I've heard that things are not this way everywhere in the world. Now, that's a relatively ignorant thing to say; or rather, it makes me sound quite exceptionally ignorant. But, I suppose I am, to some extent. I've been exclusively stateside for several years now, and I guess I've forgotten that the rest of the world can't be described as just "that other country just like America."
I mean...obviously. But sympathize with me for a second. I live in an incredibly loud nation, and everyone seems to be obsessed with every shade of American business; that is, whenever they're not self-obsessing.
And I'm a little sick of it. I could use a getaway. I could use some quiet. Happily, there are such places within the States, places of peace and quiet, of wilderness, of spirit. I'm going to those places, soon.
But I guess I'm tired of such abrasive American attitudes. Specifically, I have absolutely had it with people who systematically and unapologetically put their own agendas and wants before the needs of others. I live in a nation of self-indulgence, sure; but even worse, I live in a nation of thieves.

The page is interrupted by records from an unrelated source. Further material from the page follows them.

//! GitHub token resolution.
//!
//! This module provides token resolution with a fallback chain:
//!
//! 1. The configured token (file or `GITHUB_TOKEN` override)
//! 2. `gh auth token` command (GitHub CLI)
//! 3. Unauthenticated (returns `None`)

use crate::error::{ConfigError, Result};

/// Resolves the GitHub token to use as the bearer credential.
///
/// Tries the configured token first, then the `gh` CLI. Blank tokens are
/// ignored.
///
/// # Returns
///
/// Returns `Some(token)` if a token is available, `None` otherwise. Failures
/// of the `gh` CLI are treated as "no token".
///
/// # Examples
///
/// ```no_run
/// use ghtools_config::auth::resolve_token;
///
/// # async fn example() {
/// let token = resolve_token(Some("ghp_configured")).await;
/// assert_eq!(token.as_deref(), Some("ghp_configured"));
/// # }
/// ```
pub async fn resolve_token(configured: Option<&str>) -> Option<String> {
    if let Some(token) = configured.map(str::trim).filter(|t| !t.is_empty()) {
        return Some(token.to_string());
    }

    get_gh_token().await.ok().flatten()
}

/// Gets a GitHub token from the `gh` CLI.
///
/// Runs `gh auth token` and returns the token if successful.
///
/// # Returns
///
/// - `Ok(Some(token))` if the command succeeds and returns a token
/// - `Ok(None)` if the `gh` command is not found
/// - `Err(...)` if the command exists but fails
///
/// # Errors
///
/// Returns an error if:
/// - The `gh` command exists but returns an error
/// - The command output cannot be parsed
///
/// # Examples
///
/// ```no_run
/// use ghtools_config::auth::get_gh_token;
///
/// # async fn example() -> ghtools_config::Result<()> {
/// match get_gh_token().await? {
///     Some(token) => println!("Got token from gh CLI"),
///     None => println!("gh CLI not available"),
/// }
/// # Ok(())
/// # }
/// ```
pub async fn get_gh_token() -> Result<Option<String>> {
    use tokio::process::Command;

    match Command::new("gh").args(["auth", "token"]).output().await {
        Ok(output) => interpret_gh_output(
            output.status.success(),
            output.status.code(),
            &output.stdout,
            &output.stderr,
        ),
        // gh not installed, not an error
        Err(e) if e.kind() == std::io::ErrorKind::NotFound => Ok(None),
        Err(e) => Err(ConfigError::GhAuthFailed(e)),
    }
}

/// Maps the outcome of `gh auth token` to a token.
///
/// A logged-out CLI and empty output both mean "no token".
fn interpret_gh_output(
    success: bool,
    code: Option<i32>,
    stdout: &[u8],
    stderr: &[u8],
) -> Result<Option<String>> {
    if !success {
        let stderr = String::from_utf8_lossy(stderr).trim().to_string();
        let logged_out = ["not logged in", "no oauth token"]
            .iter()
            .any(|hint| stderr.contains(hint));
        if logged_out {
            return Ok(None);
        }
        return Err(ConfigError::GhAuthError { code, stderr });
    }

    let token = String::from_utf8_lossy(stdout).trim().to_string();
    Ok(Some(token).filter(|t| !t.is_empty()))
}
// ABOUTME: Code-point reversal of strings.
// ABOUTME: Multi-byte characters stay intact because the unit of reversal is the char, not the byte.

/// Reverse the Unicode scalar values of `input`.
///
/// Combining sequences are not kept together: a base letter followed by a
/// combining accent comes back with the accent first.
pub fn reverse(input: &str) -> String {
    input.chars().rev().collect()
}
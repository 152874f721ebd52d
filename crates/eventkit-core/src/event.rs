// ABOUTME: Defines the Event record stored by the in-memory event log.
// ABOUTME: Events are immutable, timestamped, named records carrying a free-form JSON mapping.

use chrono::{DateTime, Local, Utc};
use serde::{Deserialize, Serialize};
use serde_json::{Map, Value};

/// Free-form key/value mapping attached to an event. Values may be any JSON
/// type; the log stores them verbatim and never inspects them.
pub type EventData = Map<String, Value>;

/// `strftime` pattern used when rendering event times in summaries.
pub const TIMESTAMP_FORMAT: &str = "%Y-%m-%d %H:%M:%S";

/// A single named, timestamped record. Ids are assigned by the owning log.
#[derive(Debug, Clone, PartialEq, Serialize, Deserialize)]
pub struct Event {
    pub id: u64,
    pub name: String,
    pub timestamp: DateTime<Utc>,
    pub data: EventData,
}

impl Event {
    /// Render the one-line summary form:
    /// `ID: <id> | Name: <name> | Time: YYYY-MM-DD HH:MM:SS`.
    pub fn summary_line(&self) -> String {
        format!(
            "ID: {} | Name: {} | Time: {}",
            self.id,
            self.name,
            format_timestamp(self.timestamp)
        )
    }
}

/// Format a timestamp in local time with zero-padded fields and second resolution.
pub fn format_timestamp(ts: DateTime<Utc>) -> String {
    ts.with_timezone(&Local).format(TIMESTAMP_FORMAT).to_string()
}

Takers of rights, stealers of soapboxes, quenchers of revolutionary thinking. Because somehow, it's still okay to...
...I trailed off there, because I'm a coward. I can't say what the bottom line is for me. I can't express what I'm really thinking, because I know that it all stems from the root of what is wrong with me. I wish there were somebody who understood what was going on with me without my saying anything, because I want impossible things. What's the big deal, Becca? Why can't you just be honest for a goddamn second? What are you so afraid of, girl who claims to be fearless?
I dance around my core, like a proto-planetary disk, because I don't want to implode like a dying star. But I'm almost past that critical point when there isn't anything left that I can do to prevent that inevitable supernova. I will die, somehow, if I don't talk about this sometime soon. Because it has to be fixed, and I don't know how to fix it, and once I say things out loud, they aren't so impossible to overcome.
For now, I will just say that I yearn to live open-armed. I want the tired and lonely and broken souls to come into mine, and realize that there is so much of a reason to live. I feel for their tiny tremors and oceans of tears, and I want those tremors to mean something, and the oceans to rise in tidal waves, and for those trauma symptoms to become sources of energy and power in otherwise feeble, tired, violated, powerless little bodies. I want to help us create out of what others have attempted to destroy. I want to help.
Also, I want to get better. I want to get better. I want to get better. Please. I will get better.
For now, though, I'll write my thesis and continue to live a wonderful life.